■ Brief ■
Quote every line of the material beneath this one.

Data for this exercise section start

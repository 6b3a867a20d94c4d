use std::sync::Arc;

use easy_ext::ext;

#[ext(ArcExt)]
pub impl<T: ?Sized> Arc<T> {
    /// Clones the pointer, not the value behind it.
    #[must_use]
    fn clone_arc(&self) -> Self {
        Self::clone(self)
    }

    /// Copy-on-write access. Other holders of the same `Arc` keep seeing the old value.
    fn make_mut_cow(&mut self) -> &mut T
    where
        T: Clone,
    {
        Self::make_mut(self)
    }
}
use anyhow::Result;
use types::{
    config::Config,
    object_root::ObjectRoot,
    phase0::{
        beacon_state::BeaconState,
        consts::{
            DOMAIN_AGGREGATE_AND_PROOF, DOMAIN_BEACON_ATTESTER, DOMAIN_BEACON_PROPOSER,
            DOMAIN_SELECTION_PROOF, DOMAIN_VOLUNTARY_EXIT,
        },
        containers::{
            AggregateAndProof, AttestationData, BeaconBlock, IndexedAttestation, VoluntaryExit,
        },
        primitives::{DomainType, PublicKeyBytes, SignatureBytes, Slot, H256},
    },
    preset::Preset,
};

use crate::{
    accessors,
    error::SignatureKind,
    misc,
    verifier::{SignatureSet, Verifier},
};

/// Objects signed with a domain derived from the fork of the state they are verified against.
pub trait SignForSingleFork<P: Preset>: ObjectRoot {
    const DOMAIN_TYPE: DomainType;
    const SIGNATURE_KIND: SignatureKind;

    fn signing_root(&self, config: &Config, beacon_state: &BeaconState<P>) -> H256 {
        let domain = accessors::get_domain(config, beacon_state, Self::DOMAIN_TYPE);
        misc::compute_signing_root(self.object_root(), domain)
    }

    fn signature_set(
        &self,
        config: &Config,
        beacon_state: &BeaconState<P>,
        signature: SignatureBytes,
        public_keys: Vec<PublicKeyBytes>,
    ) -> SignatureSet {
        SignatureSet {
            message: self.signing_root(config, beacon_state),
            signature,
            public_keys,
            kind: Self::SIGNATURE_KIND,
        }
    }

    fn verify(
        &self,
        config: &Config,
        beacon_state: &BeaconState<P>,
        signature: SignatureBytes,
        public_key: PublicKeyBytes,
        mut verifier: impl Verifier,
    ) -> Result<()> {
        verifier.verify(self.signature_set(config, beacon_state, signature, vec![public_key]))
    }
}

impl<P: Preset> SignForSingleFork<P> for AggregateAndProof {
    const DOMAIN_TYPE: DomainType = DOMAIN_AGGREGATE_AND_PROOF;
    const SIGNATURE_KIND: SignatureKind = SignatureKind::AggregateAndProof;
}

impl<P: Preset> SignForSingleFork<P> for AttestationData {
    const DOMAIN_TYPE: DomainType = DOMAIN_BEACON_ATTESTER;
    const SIGNATURE_KIND: SignatureKind = SignatureKind::Attestation;
}

impl<P: Preset> SignForSingleFork<P> for BeaconBlock {
    const DOMAIN_TYPE: DomainType = DOMAIN_BEACON_PROPOSER;
    const SIGNATURE_KIND: SignatureKind = SignatureKind::Block;
}

// Selection proofs sign the slot being aggregated.
impl<P: Preset> SignForSingleFork<P> for Slot {
    const DOMAIN_TYPE: DomainType = DOMAIN_SELECTION_PROOF;
    const SIGNATURE_KIND: SignatureKind = SignatureKind::SelectionProof;
}

impl<P: Preset> SignForSingleFork<P> for VoluntaryExit {
    const DOMAIN_TYPE: DomainType = DOMAIN_VOLUNTARY_EXIT;
    const SIGNATURE_KIND: SignatureKind = SignatureKind::VoluntaryExit;
}

/// The aggregate signature of `indexed_attestation` over the public keys of its attesters.
pub fn indexed_attestation_signature_set<P: Preset>(
    config: &Config,
    state: &BeaconState<P>,
    indexed_attestation: &IndexedAttestation,
) -> Result<SignatureSet> {
    let public_keys = indexed_attestation
        .attesting_indices
        .iter()
        .map(|validator_index| accessors::public_key(state, *validator_index))
        .collect::<Result<_>>()?;

    Ok(indexed_attestation.data.signature_set(
        config,
        state,
        indexed_attestation.signature,
        public_keys,
    ))
}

Data for this exercise section end

■ Your solution ■
repository 6b3a867a20d94c4d
use std::sync::Arc;

use easy_ext::ext;

#[ext(ArcExt)]
pub impl<T: ?Sized> Arc<T> {
    /// Clones the pointer, not the value behind it.
    #[must_use]
    fn clone_arc(&self) -> Self {
        Self::clone(self)
    }

    /// Copy-on-write access. Other holders of the same `Arc` keep seeing the old value.
    fn make_mut_cow(&mut self) -> &mut T
    where
        T: Clone,
    {
        Self::make_mut(self)
    }
}
use anyhow::Result;
use types::{
    config::Config,
    object_root::ObjectRoot,
    phase0::{
        beacon_state::BeaconState,
        consts::{
            DOMAIN_AGGREGATE_AND_PROOF, DOMAIN_BEACON_ATTESTER, DOMAIN_BEACON_PROPOSER,
            DOMAIN_SELECTION_PROOF, DOMAIN_VOLUNTARY_EXIT,
        },
        containers::{
            AggregateAndProof, AttestationData, BeaconBlock, IndexedAttestation, VoluntaryExit,
        },
        primitives::{DomainType, PublicKeyBytes, SignatureBytes, Slot, H256},
    },
    preset::Preset,
};

use crate::{
    accessors,
    error::SignatureKind,
    misc,
    verifier::{SignatureSet, Verifier},
};

/// Objects signed with a domain derived from the fork of the state they are verified against.
pub trait SignForSingleFork<P: Preset>: ObjectRoot {
    const DOMAIN_TYPE: DomainType;
    const SIGNATURE_KIND: SignatureKind;

    fn signing_root(&self, config: &Config, beacon_state: &BeaconState<P>) -> H256 {
        let domain = accessors::get_domain(config, beacon_state, Self::DOMAIN_TYPE);
        misc::compute_signing_root(self.object_root(), domain)
    }

    fn signature_set(
        &self,
        config: &Config,
        beacon_state: &BeaconState<P>,
        signature: SignatureBytes,
        public_keys: Vec<PublicKeyBytes>,
    ) -> SignatureSet {
        SignatureSet {
            message: self.signing_root(config, beacon_state),
            signature,
            public_keys,
            kind: Self::SIGNATURE_KIND,
        }
    }

    fn verify(
        &self,
        config: &Config,
        beacon_state: &BeaconState<P>,
        signature: SignatureBytes,
        public_key: PublicKeyBytes,
        mut verifier: impl Verifier,
    ) -> Result<()> {
        verifier.verify(self.signature_set(config, beacon_state, signature, vec![public_key]))
    }
}

impl<P: Preset> SignForSingleFork<P> for AggregateAndProof {
    const DOMAIN_TYPE: DomainType = DOMAIN_AGGREGATE_AND_PROOF;
    const SIGNATURE_KIND: SignatureKind = SignatureKind::AggregateAndProof;
}

impl<P: Preset> SignForSingleFork<P> for AttestationData {
    const DOMAIN_TYPE: DomainType = DOMAIN_BEACON_ATTESTER;
    const SIGNATURE_KIND: SignatureKind = SignatureKind::Attestation;
}

impl<P: Preset> SignForSingleFork<P> for BeaconBlock {
    const DOMAIN_TYPE: DomainType = DOMAIN_BEACON_PROPOSER;
    const SIGNATURE_KIND: SignatureKind = SignatureKind::Block;
}

// Selection proofs sign the slot being aggregated.
impl<P: Preset> SignForSingleFork<P> for Slot {
    const DOMAIN_TYPE: DomainType = DOMAIN_SELECTION_PROOF;
    const SIGNATURE_KIND: SignatureKind = SignatureKind::SelectionProof;
}

impl<P: Preset> SignForSingleFork<P> for VoluntaryExit {
    const DOMAIN_TYPE: DomainType = DOMAIN_VOLUNTARY_EXIT;
    const SIGNATURE_KIND: SignatureKind = SignatureKind::VoluntaryExit;
}

/// The aggregate signature of `indexed_attestation` over the public keys of its attesters.
pub fn indexed_attestation_signature_set<P: Preset>(
    config: &Config,
    state: &BeaconState<P>,
    indexed_attestation: &IndexedAttestation,
) -> Result<SignatureSet> {
    let public_keys = indexed_attestation
        .attesting_indices
        .iter()
        .map(|validator_index| accessors::public_key(state, *validator_index))
        .collect::<Result<_>>()?;

    Ok(indexed_attestation.data.signature_set(
        config,
        state,
        indexed_attestation.signature,
        public_keys,
    ))
}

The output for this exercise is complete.